If I don’t win, more people with disabilities around the world will die.
He must do this, Frech feels. He must become a Paralympic champion, and a champion for his community, because if he fails – he rattles off, rapid-fire – more in his community will struggle with mental health. They will face fewer job opportunities. They will have less access to physical activity.
And it has to be him. If not him, who else?
“I feel, on my back, the burden of making the world more inclusive for those with disabilities,” Frech says.
Committing to USC in February was a direct step toward that goal, a platform that would allow him to continue working with Angel City Sports, which provides widespread access to adaptive sports opportunities in Southern California, and segue directly into competing in the LA 2028 Paralympic Games. But his college journey won’t be easy. During Frech’s recruitment, USC assistant coach Jeff Petersmeyer told him directly he might not travel to many conference meets at his current marks. At the USC-UCLA dual meet this past year, for example, the lowest long jump mark of the six-person field was 7.16 meters; Frech’s personal best is 6.94 meters, set in March.
Frech doesn’t care. He is prepared to lose in practice, in some capacity, every single day of his college career. But he will invariably step onto the track as part of the field at some future Big Ten meet, and he will compete, and he will post the moment to his hundreds of thousands of social-media followers, and in his eyes traditionally superficial concepts of likes and views will become tiny tangible agents of change in normalizing disability.

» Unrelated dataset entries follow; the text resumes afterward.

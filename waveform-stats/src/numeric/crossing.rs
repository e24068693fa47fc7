use crate::Real;
use itertools::Itertools;

/// Interpolated index of the first rising crossing of `level`, scanning
/// sample pairs forward from `from`. A pair counts when the earlier sample
/// is strictly below the later one and `level` lies between them; plateaus
/// never count. `None` when no such pair exists.
pub fn find_rising(samples: &[Real], from: usize, level: Real) -> Option<Real> {
    samples
        .iter()
        .enumerate()
        .tuple_windows()
        .skip(from)
        .find_map(|((below, &lower), (_, &upper))| {
            (lower < upper && lower <= level && level <= upper)
                .then(|| below as Real + (level - lower) / (upper - lower))
        })
}

/// Mirror image of [`find_rising`]: the earlier sample must be strictly
/// above the later one, with `level` between them.
pub fn find_falling(samples: &[Real], from: usize, level: Real) -> Option<Real> {
    samples
        .iter()
        .enumerate()
        .tuple_windows()
        .skip(from)
        .find_map(|((above, &upper), (_, &lower))| {
            (upper > lower && lower <= level && level <= upper)
                .then(|| above as Real + (upper - level) / (upper - lower))
        })
}
//! Resolves, once per signal set, which statistics are desired for each
//! signal and what metadata their output carries.
//!
//! The resolver applies a fixed rule sequence to the signal's free-text
//! selection expression: default, then the `<all>`/`<none>` sentinels, then
//! the per-name override. It never errors; anything in the expression that
//! is not a recognized token is ignored.

use crate::{
    catalog::{Catalog, StatisticDef, UnitClass},
    Real,
};

/// Sentinel token: include every statistic by default.
pub const ALL_TOKEN: &str = "<all>";
/// Sentinel token: exclude every statistic by default. When both sentinels
/// occur in one expression `<none>` wins, whatever their order.
pub const NONE_TOKEN: &str = "<none>";

/// Per-signal configuration, supplied once at configuration time.
#[derive(Debug, Clone, Default)]
pub struct SignalConfig {
    pub name: String,
    /// Physical units of the signal's samples, if known.
    pub units: Option<String>,
    /// Free-text selection expression; absent means everything is desired.
    pub selection: Option<String>,
}

/// Per (signal, statistic) storage: metadata resolved once, and the result
/// the analyzer overwrites on every call for which `desired` is set. The
/// result is meaningful only when `desired` is true and the call completed.
#[derive(Debug, Clone, PartialEq)]
pub struct StatSlot {
    pub id: crate::catalog::StatId,
    pub desired: bool,
    pub result: Real,
    /// Statistic name concatenated with the signal name.
    pub name: String,
    pub units: Option<String>,
    pub description: String,
}

/// Builds the catalog-ordered slot array for one signal. Runs once per
/// signal set at configuration time; the analyzer then reuses the array for
/// every acquisition.
pub fn resolve_slots(catalog: &Catalog, signal: &SignalConfig, time_units: &str) -> Vec<StatSlot> {
    catalog
        .iter()
        .map(|def| StatSlot {
            id: def.id,
            desired: desired_for(def, signal.selection.as_deref()),
            result: Real::default(),
            name: format!("{}{}", def.name, signal.name),
            units: slot_units(def.unit_class, signal.units.as_deref(), time_units),
            description: def.describe(&signal.name),
        })
        .collect()
}

fn desired_for(def: &StatisticDef, selection: Option<&str>) -> bool {
    let Some(expression) = selection else {
        return true;
    };
    let mut desired = false;
    if expression.contains(ALL_TOKEN) {
        desired = true;
    }
    if expression.contains(NONE_TOKEN) {
        desired = false;
    }
    // pad so a name at the end of the expression still carries its delimiter
    let padded = format!("{expression} ");
    if let Some(at) = padded.find(def.match_token()) {
        desired = !(at > 0 && padded.as_bytes()[at - 1] == b'-');
    }
    desired
}

fn slot_units(class: UnitClass, signal_units: Option<&str>, time_units: &str) -> Option<String> {
    match class {
        UnitClass::Signal => signal_units.map(str::to_owned),
        UnitClass::Time => Some(time_units.to_owned()),
        UnitClass::SignalPerTime => Some(format!(
            "{}/{}",
            signal_units.unwrap_or_default(),
            time_units
        )),
        UnitClass::Dimensionless => None,
    }
}

#[cfg(test)]
mod tests {
    use super::*;
    use crate::catalog::{StatId, CATALOG};

    fn signal(selection: Option<&str>) -> SignalConfig {
        SignalConfig {
            name: "B:PS1".into(),
            units: Some("A".into()),
            selection: selection.map(str::to_owned),
        }
    }

    fn desired_ids(selection: Option<&str>) -> Vec<StatId> {
        resolve_slots(&CATALOG, &signal(selection), "s")
            .into_iter()
            .filter(|slot| slot.desired)
            .map(|slot| slot.id)
            .collect()
    }

    #[test]
    fn no_expression_desires_everything() {
        assert_eq!(desired_ids(None).len(), CATALOG.len());
    }

    #[test]
    fn all_except_period() {
        let ids = desired_ids(Some("<all> -Period"));
        assert_eq!(ids.len(), CATALOG.len() - 1);
        assert!(!ids.contains(&StatId::Period));
    }

    #[test]
    fn bare_names_are_inclusion_tokens() {
        assert_eq!(
            desired_ids(Some("Min Max")),
            vec![StatId::Min, StatId::Max]
        );
    }

    #[test]
    fn none_overrides_all_whatever_the_order() {
        assert_eq!(desired_ids(Some("<all> <none>")), vec![]);
        assert_eq!(desired_ids(Some("<none> <all>")), vec![]);
    }

    #[test]
    fn named_overrides_survive_the_none_sentinel() {
        assert_eq!(desired_ids(Some("<none> Period")), vec![StatId::Period]);
    }

    #[test]
    fn prefix_names_do_not_cross_match() {
        let ids = desired_ids(Some("Mean"));
        assert_eq!(ids, vec![StatId::Mean]);
        let ids = desired_ids(Some("Slope1"));
        assert_eq!(ids, vec![StatId::Slope1]);
    }

    #[test]
    fn leading_marker_excludes() {
        let ids = desired_ids(Some("<all> -Mean -MaxExpRate"));
        assert!(!ids.contains(&StatId::Mean));
        assert!(!ids.contains(&StatId::MaxExpRate));
        assert!(ids.contains(&StatId::Mean1));
        assert!(ids.contains(&StatId::Max));
    }

    #[test]
    fn malformed_expressions_fall_back_to_the_default() {
        // comma-separated names carry no delimiter, so nothing matches
        assert_eq!(desired_ids(Some("Min,Max")), vec![]);
        assert_eq!(
            desired_ids(Some("<all> garbage tokens")).len(),
            CATALOG.len()
        );
    }

    #[test]
    fn output_metadata_is_fully_populated() {
        let slots = resolve_slots(&CATALOG, &signal(None), "s");
        let slope = &slots[StatId::Slope.index()];
        assert_eq!(slope.name, "SlopeB:PS1");
        assert_eq!(slope.units.as_deref(), Some("A/s"));
        assert_eq!(slope.description, "fitted slope of B:PS1");

        let chi = &slots[StatId::ChiSquared.index()];
        assert_eq!(chi.units, None);

        let period = &slots[StatId::Period.index()];
        assert_eq!(period.units.as_deref(), Some("s"));
    }

    #[test]
    fn missing_signal_units_propagate_as_absent() {
        let unitless = SignalConfig {
            name: "B:PS2".into(),
            units: None,
            selection: None,
        };
        let slots = resolve_slots(&CATALOG, &unitless, "s");
        assert_eq!(slots[StatId::Baseline.index()].units, None);
        assert_eq!(slots[StatId::Slope.index()].units.as_deref(), Some("/s"));
    }
}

“You know how many people are going to be at these track meets with me, thinking, ‘What the hell is happening right now, I didn’t even know someone with one leg can run, and this kid’s out here out-jumping me?’” Frech says. “That’s what I want.”
“I want to break the barriers,” he continues. “I want to shock people. I want to change the way they view someone who’s an amputee.”
He walks off the track Tuesday, and begins climbing the long set of stairs back up to the main campus at Soka, bracing his hand on the railing and hip-swiveling his left leg up every step. On the walk back into the garage, Frech delivers one final message, a direct affirmation of his purpose.
“I genuinely believe I can do it,” Frech says, speaking of the Paralympics, speaking of everything. “At the core of my soul,” he continues, gesturing at his chest, “I think I can do it.”
He climbs back into his Toyota, back for another drive of manifesting a dream he just might shoot high enough to reach.
I am the Paralympic champion. I am the Paralympic champion. I am the Paralympic champion.